**Provided data:**
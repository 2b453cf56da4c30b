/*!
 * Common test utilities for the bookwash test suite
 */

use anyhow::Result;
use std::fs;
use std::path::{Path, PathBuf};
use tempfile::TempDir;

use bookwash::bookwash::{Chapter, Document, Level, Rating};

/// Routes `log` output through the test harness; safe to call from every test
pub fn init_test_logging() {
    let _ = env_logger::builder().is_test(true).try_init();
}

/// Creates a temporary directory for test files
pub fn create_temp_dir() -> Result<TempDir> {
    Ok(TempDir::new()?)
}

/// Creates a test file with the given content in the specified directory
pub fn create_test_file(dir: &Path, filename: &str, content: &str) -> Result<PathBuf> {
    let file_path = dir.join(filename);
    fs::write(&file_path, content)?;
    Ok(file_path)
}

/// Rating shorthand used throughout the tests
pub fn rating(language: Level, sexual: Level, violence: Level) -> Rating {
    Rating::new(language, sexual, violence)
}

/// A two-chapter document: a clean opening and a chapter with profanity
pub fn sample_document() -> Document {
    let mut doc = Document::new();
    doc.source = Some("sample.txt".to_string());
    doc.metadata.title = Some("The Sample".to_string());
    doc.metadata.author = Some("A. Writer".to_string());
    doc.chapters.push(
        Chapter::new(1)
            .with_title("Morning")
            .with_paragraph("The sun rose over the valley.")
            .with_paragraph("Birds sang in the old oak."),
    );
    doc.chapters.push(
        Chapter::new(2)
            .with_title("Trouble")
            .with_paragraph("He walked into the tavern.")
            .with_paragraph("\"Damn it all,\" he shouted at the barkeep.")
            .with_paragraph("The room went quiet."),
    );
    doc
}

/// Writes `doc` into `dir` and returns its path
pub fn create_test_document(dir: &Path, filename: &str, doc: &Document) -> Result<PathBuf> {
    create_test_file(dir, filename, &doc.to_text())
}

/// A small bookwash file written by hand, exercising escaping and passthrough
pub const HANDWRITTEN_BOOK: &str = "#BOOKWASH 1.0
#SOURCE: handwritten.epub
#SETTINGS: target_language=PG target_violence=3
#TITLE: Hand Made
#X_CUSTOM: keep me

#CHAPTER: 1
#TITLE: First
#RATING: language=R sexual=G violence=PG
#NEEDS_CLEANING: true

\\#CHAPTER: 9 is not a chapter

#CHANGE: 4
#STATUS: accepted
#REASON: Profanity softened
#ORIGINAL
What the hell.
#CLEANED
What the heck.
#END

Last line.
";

--

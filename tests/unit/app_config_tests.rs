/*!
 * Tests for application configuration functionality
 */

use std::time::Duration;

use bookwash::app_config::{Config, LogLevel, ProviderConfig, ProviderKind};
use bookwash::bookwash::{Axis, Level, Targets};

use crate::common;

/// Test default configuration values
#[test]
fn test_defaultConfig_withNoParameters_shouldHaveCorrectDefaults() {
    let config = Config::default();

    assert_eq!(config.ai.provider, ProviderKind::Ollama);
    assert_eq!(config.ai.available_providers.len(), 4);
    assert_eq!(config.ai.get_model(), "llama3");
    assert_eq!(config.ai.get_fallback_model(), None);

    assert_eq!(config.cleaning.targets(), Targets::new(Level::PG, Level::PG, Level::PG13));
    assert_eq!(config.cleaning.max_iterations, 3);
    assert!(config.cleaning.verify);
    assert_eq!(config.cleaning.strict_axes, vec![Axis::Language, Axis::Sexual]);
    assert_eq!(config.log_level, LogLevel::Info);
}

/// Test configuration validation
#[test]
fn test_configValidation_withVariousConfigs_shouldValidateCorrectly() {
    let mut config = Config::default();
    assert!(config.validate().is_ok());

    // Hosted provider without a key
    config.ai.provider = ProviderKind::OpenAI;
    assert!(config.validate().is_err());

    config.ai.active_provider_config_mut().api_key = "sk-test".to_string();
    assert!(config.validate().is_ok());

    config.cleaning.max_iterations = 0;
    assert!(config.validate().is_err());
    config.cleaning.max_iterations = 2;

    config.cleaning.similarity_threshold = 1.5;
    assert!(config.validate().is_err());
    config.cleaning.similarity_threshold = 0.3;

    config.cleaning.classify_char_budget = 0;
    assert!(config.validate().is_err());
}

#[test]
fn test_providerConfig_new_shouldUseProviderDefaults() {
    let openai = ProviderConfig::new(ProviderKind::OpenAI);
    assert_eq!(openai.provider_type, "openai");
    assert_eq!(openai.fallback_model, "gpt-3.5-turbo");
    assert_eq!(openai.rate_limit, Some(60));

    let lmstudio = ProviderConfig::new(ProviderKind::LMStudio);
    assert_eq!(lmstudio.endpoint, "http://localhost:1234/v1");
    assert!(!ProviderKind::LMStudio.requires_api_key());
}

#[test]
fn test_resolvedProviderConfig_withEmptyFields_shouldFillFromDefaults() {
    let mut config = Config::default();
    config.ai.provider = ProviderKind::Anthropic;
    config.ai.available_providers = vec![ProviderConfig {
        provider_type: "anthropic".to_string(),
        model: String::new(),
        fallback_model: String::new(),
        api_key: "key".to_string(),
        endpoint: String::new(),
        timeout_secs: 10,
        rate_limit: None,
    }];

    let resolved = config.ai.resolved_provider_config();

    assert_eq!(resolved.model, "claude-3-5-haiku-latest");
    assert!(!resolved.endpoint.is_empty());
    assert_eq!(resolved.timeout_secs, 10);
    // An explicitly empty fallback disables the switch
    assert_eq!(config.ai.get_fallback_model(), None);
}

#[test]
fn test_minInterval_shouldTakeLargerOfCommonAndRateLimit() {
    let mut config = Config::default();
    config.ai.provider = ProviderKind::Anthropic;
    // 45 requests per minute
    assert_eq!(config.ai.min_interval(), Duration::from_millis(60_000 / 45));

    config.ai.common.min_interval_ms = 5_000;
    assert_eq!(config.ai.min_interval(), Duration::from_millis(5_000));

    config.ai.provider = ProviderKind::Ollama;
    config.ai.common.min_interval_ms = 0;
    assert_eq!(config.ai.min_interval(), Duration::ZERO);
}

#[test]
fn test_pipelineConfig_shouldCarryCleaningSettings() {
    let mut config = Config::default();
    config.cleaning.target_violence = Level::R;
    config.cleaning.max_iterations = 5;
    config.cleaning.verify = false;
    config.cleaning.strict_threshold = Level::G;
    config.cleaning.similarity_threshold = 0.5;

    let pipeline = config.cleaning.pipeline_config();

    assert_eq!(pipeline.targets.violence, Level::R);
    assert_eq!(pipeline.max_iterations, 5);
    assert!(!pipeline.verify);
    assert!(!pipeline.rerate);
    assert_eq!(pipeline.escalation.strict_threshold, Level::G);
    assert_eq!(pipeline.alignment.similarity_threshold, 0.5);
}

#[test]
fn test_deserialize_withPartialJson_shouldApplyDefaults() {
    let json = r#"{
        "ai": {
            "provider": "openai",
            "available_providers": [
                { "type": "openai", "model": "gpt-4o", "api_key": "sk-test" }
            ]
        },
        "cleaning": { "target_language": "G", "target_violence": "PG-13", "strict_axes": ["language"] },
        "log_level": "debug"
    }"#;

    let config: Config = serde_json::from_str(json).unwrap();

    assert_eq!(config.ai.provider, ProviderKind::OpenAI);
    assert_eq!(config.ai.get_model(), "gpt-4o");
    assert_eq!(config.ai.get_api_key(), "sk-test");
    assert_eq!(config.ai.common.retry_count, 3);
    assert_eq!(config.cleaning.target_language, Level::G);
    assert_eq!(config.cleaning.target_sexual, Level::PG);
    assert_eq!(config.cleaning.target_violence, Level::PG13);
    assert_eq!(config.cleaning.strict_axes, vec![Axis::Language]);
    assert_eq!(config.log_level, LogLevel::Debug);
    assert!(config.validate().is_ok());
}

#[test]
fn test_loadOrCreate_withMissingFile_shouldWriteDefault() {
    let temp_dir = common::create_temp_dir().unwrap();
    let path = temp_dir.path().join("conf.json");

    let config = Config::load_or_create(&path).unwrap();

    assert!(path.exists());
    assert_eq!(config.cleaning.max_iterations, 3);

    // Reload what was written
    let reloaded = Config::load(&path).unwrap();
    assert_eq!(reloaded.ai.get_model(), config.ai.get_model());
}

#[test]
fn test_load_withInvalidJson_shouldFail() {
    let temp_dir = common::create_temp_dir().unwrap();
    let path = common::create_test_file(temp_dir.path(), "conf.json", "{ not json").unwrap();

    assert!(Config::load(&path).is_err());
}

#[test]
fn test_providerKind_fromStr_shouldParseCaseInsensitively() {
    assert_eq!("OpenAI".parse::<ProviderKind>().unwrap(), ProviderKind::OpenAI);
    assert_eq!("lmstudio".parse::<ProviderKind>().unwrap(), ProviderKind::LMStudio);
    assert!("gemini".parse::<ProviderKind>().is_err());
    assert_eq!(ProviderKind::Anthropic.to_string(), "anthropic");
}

**Goal of the exercise:**
What lines in the data include the string "Duration"? Copy each one.

**Your solution:**
use std::time::Duration;
    assert_eq!(config.ai.min_interval(), Duration::from_millis(60_000 / 45));
    assert_eq!(config.ai.min_interval(), Duration::from_millis(5_000));
    assert_eq!(config.ai.min_interval(), Duration::ZERO);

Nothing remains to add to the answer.